Assignment: The response should contain only those lines of the entries below that include the string "FromStr".

Collected data entries
####################

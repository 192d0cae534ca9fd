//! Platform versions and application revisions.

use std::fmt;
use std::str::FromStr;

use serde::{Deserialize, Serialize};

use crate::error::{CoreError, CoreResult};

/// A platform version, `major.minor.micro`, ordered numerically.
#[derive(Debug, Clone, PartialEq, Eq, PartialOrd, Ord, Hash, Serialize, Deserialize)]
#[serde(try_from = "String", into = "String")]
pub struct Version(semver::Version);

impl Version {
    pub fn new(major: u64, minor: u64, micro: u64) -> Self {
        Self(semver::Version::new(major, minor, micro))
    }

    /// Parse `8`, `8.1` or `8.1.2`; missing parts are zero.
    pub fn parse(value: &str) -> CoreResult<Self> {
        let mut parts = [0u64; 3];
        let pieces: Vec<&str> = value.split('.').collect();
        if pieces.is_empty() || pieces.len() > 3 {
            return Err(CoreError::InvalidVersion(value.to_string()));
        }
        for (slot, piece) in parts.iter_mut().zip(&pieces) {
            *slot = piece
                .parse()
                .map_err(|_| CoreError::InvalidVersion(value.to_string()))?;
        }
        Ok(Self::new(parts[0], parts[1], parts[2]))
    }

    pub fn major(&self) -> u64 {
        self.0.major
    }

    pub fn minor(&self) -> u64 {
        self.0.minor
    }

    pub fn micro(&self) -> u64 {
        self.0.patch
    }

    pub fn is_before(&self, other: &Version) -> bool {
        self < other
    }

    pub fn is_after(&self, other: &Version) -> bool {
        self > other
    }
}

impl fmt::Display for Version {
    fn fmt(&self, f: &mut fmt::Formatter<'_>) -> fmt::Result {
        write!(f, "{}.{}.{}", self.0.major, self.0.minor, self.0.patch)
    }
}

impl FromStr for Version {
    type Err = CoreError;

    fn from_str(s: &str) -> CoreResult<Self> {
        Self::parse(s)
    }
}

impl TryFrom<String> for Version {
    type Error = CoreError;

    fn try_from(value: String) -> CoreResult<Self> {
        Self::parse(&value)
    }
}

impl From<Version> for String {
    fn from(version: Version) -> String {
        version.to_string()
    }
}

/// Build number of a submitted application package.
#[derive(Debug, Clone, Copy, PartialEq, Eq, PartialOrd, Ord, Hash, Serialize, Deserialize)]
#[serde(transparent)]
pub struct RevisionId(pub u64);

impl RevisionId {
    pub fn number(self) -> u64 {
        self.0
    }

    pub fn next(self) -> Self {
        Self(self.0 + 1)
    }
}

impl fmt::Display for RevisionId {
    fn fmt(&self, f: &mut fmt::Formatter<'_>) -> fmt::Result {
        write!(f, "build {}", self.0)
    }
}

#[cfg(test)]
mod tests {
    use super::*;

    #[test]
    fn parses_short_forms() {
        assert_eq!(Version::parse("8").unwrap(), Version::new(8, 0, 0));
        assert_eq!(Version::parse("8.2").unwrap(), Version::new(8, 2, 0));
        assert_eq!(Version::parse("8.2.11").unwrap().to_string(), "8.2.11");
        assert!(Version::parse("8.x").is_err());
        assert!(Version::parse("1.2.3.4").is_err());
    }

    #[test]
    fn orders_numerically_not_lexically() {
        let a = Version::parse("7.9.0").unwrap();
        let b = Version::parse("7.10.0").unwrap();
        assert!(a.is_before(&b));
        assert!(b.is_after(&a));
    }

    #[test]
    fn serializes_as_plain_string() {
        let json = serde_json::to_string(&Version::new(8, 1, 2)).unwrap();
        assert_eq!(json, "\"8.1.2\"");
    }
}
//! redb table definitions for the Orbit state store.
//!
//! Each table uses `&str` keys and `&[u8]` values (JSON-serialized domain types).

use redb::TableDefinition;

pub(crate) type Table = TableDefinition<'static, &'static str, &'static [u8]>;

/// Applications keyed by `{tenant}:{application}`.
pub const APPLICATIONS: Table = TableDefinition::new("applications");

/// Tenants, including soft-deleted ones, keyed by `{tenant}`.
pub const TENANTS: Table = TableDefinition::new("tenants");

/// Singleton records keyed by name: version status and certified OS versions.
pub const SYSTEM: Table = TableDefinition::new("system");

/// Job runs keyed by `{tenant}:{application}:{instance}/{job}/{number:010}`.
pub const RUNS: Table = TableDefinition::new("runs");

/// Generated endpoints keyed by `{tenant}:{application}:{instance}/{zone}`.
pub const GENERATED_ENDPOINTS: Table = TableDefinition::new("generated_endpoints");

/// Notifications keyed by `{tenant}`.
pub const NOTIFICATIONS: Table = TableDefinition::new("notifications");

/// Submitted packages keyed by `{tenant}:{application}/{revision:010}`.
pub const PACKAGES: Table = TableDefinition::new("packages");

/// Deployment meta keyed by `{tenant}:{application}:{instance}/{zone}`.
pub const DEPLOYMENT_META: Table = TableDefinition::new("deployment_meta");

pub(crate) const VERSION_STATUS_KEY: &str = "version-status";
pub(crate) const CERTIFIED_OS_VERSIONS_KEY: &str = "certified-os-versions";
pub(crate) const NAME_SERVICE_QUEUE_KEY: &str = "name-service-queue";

####################

Result for this exercise:
use std::str::FromStr;
impl FromStr for Version {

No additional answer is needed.